Yuriev (Dorpat, Tartu)
In 1030, Prince Yaroslav the Wise, according to the chronicle, «went to the Chud’, and defeated them, and set up the city of Yuryev.» The population of it was mixed, Slavic-Finnish, with a significant proportion of local Finnish tribes. The fate of the town was not easy: there is information that in 1061 it was burnt by the Estonians, in 1211 — by the Latgals.
In 1224 the army of German knights and the Riga bishop Albrecht took Yuriev. Here was killed prince Vetseke. The Russian chronicle calls him «Prince Vyachko». Yuryev became a German city and was renamed Dorpat (today it is Estonian city Tartu). Its further history is associated with the German Order, its Livonian branch.
In Tartu, not a single building of the XIII century has been survived.

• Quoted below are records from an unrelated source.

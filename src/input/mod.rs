//! Player input sources.
//!
//! The game only needs two things from an input device: discrete button
//! presses and a request to quit. Adapters translate their backend's events
//! into [`InputEvent`]s.

#[cfg(feature = "gamepad")]
mod gamepad;
mod keyboard;

#[cfg(feature = "gamepad")]
pub use gamepad::GamepadInput;
pub use keyboard::{KeyboardInput, map_key};

use crate::error::Result;

/// A discrete input event.
#[derive(Debug, Clone, Copy, PartialEq, Eq)]
pub enum InputEvent {
    ButtonPress,
    Quit,
}

/// Source of player input, polled once per simulation tick.
pub trait InputAdapter {
    /// Appends every event that arrived since the last poll. Never blocks.
    fn poll(&mut self, events: &mut Vec<InputEvent>) -> Result<()>;

    /// Blocks until at least one input device is present.
    fn wait_for_device(&mut self) -> Result<()>;

    /// Whether an input device is currently present.
    fn is_connected(&self) -> bool {
        true
    }
}

impl<T: InputAdapter + ?Sized> InputAdapter for Box<T> {
    fn poll(&mut self, events: &mut Vec<InputEvent>) -> Result<()> {
        (**self).poll(events)
    }

    fn wait_for_device(&mut self) -> Result<()> {
        (**self).wait_for_device()
    }

    fn is_connected(&self) -> bool {
        (**self).is_connected()
    }
}
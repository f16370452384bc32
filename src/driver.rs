//! Live audio output through cpal.

use crate::SAMPLE_RATE;
use crate::config::AudioConfig;
use crate::error::{Error, Result};
use crate::mixer::MixBus;
use crate::synth::Frame;
use cpal::traits::{DeviceTrait, HostTrait, StreamTrait};
use cpal::{
    BufferSize, BuildStreamError, FromSample, Sample, SampleFormat, SampleRate, SizedSample,
    StreamConfig,
};
use std::sync::Arc;

/// Owns the output stream and the [`MixBus`] it pulls from.
///
/// The bus is created when the stream opens and outlives it: [`close`] stops
/// the stream first, so no render pass can be running when the last handle to
/// the bus goes away.
///
/// [`close`]: AudioDriver::close
pub struct AudioDriver {
    bus: Arc<MixBus>,
    stream: cpal::Stream,
    config: StreamConfig,
}

impl AudioDriver {
    /// Opens a stereo stream on the default output device and starts it.
    pub fn open(config: &AudioConfig) -> Result<Self> {
        config.validate()?;

        let host = cpal::default_host();
        let device = host.default_output_device().ok_or(Error::NoOutputDevice)?;
        let sample_format = device.default_output_config()?.sample_format();
        let bus = Arc::new(MixBus::new());

        let mut stream_config = StreamConfig {
            channels: 2,
            sample_rate: SampleRate(SAMPLE_RATE),
            buffer_size: BufferSize::Fixed(config.latency.buffer_frames(config.block_size)),
        };

        let stream =
            match build_stream(&device, &stream_config, sample_format, &bus, config.block_size) {
                Err(Error::BuildStream(BuildStreamError::StreamConfigNotSupported)) => {
                    tracing::warn!(
                        "Device rejected a fixed buffer size, using the device default instead"
                    );
                    stream_config.buffer_size = BufferSize::Default;
                    build_stream(&device, &stream_config, sample_format, &bus, config.block_size)?
                }
                other => other?,
            };
        stream.play()?;

        let name = device.name().unwrap_or_else(|_| "unknown".into());
        tracing::info!(
            device = %name,
            sample_rate = SAMPLE_RATE,
            buffer = ?stream_config.buffer_size,
            ?sample_format,
            "Audio stream started"
        );

        Ok(Self {
            bus,
            stream,
            config: stream_config,
        })
    }

    /// Handle for enqueueing sounds.
    pub fn bus(&self) -> Arc<MixBus> {
        Arc::clone(&self.bus)
    }

    /// The stream configuration the device accepted.
    pub fn stream_config(&self) -> &StreamConfig {
        &self.config
    }

    /// Stops the stream and waits for the audio thread to let go of the bus.
    pub fn close(self) -> Result<()> {
        let paused = self.stream.pause();
        drop(self.stream);
        tracing::info!(
            pending_clips = self.bus.active_clips(),
            "Audio stream closed"
        );
        paused?;
        Ok(())
    }
}

fn build_stream(
    device: &cpal::Device,
    config: &StreamConfig,
    sample_format: SampleFormat,
    bus: &Arc<MixBus>,
    block_size: u32,
) -> Result<cpal::Stream> {
    match sample_format {
        SampleFormat::F32 => create_stream::<f32>(device, config, Arc::clone(bus), block_size),
        SampleFormat::I16 => create_stream::<i16>(device, config, Arc::clone(bus), block_size),
        SampleFormat::U16 => create_stream::<u16>(device, config, Arc::clone(bus), block_size),
        other => Err(Error::UnsupportedSampleFormat(other)),
    }
}

/// Creates a stream whose callback renders one block from the bus per call.
fn create_stream<T>(
    device: &cpal::Device,
    config: &StreamConfig,
    bus: Arc<MixBus>,
    block_size: u32,
) -> Result<cpal::Stream>
where
    T: SizedSample + FromSample<f32>,
{
    let channels = config.channels as usize;
    let block_size = block_size as usize;
    // Sized for the largest buffer we ask for so the callback does not allocate
    let mut scratch = vec![Frame::SILENCE; scratch_frames(config, block_size)];

    let stream = device.build_output_stream(
        config,
        move |data: &mut [T], _: &cpal::OutputCallbackInfo| {
            let frames = data.len() / channels.max(1);
            if scratch.len() < frames {
                scratch.resize(frames, Frame::SILENCE);
            }
            let block = &mut scratch[..frames];
            bus.render_blocks(block, block_size);
            write_frames(block, data, channels);
        },
        |err| tracing::error!("Audio stream error: {}", err),
        None,
    )?;

    Ok(stream)
}

/// Frames the callback scratch buffer needs up front.
fn scratch_frames(config: &StreamConfig, block_size: usize) -> usize {
    match config.buffer_size {
        BufferSize::Fixed(frames) => (frames as usize).max(block_size),
        BufferSize::Default => block_size * 2,
    }
}

/// Interleaves stereo frames into a device buffer.
///
/// Mono devices get the average of both channels, extra channels get silence.
fn write_frames<T>(frames: &[Frame], data: &mut [T], channels: usize)
where
    T: Sample + FromSample<f32>,
{
    if channels == 0 {
        return;
    }
    for (out, frame) in data.chunks_mut(channels).zip(frames) {
        match out {
            [mono] => *mono = T::from_sample((frame.left + frame.right) * 0.5),
            [left, right, rest @ ..] => {
                *left = T::from_sample(frame.left);
                *right = T::from_sample(frame.right);
                for extra in rest {
                    *extra = T::EQUILIBRIUM;
                }
            }
            [] => {}
        }
    }
}
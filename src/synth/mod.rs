//! Procedural tone synthesis.
//!
//! Pure, stateless generation of stereo [`SampleBuffer`]s from a handful of
//! semantic parameters: frequency, duration, volume, pan, extra partials,
//! decay and pitch glide.

mod envelope;
mod frame;
mod oscillator;
mod tone;

pub use envelope::{EdgeFade, LinearRamp};
pub use frame::{Frame, SampleBuffer};
pub use oscillator::SineOscillator;
pub use tone::{DEFAULT_VOLUME, EDGE_FADE_SECONDS, Melody, Tone, pan_gains, tone};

The hill where Yuryev was located was rebuilt several times in the Middle Ages. There, on Domberg, the castle of the Dorpat bishop and the fortress of Dorpat were located. The place where the ancient settlement of Yuryev was located is accessible for research only by archaeologists. Some medieval finds have been transferred to Domberg Park, in particular, a tracker stone, which is associated with the pagan cults of the ancient Estonians.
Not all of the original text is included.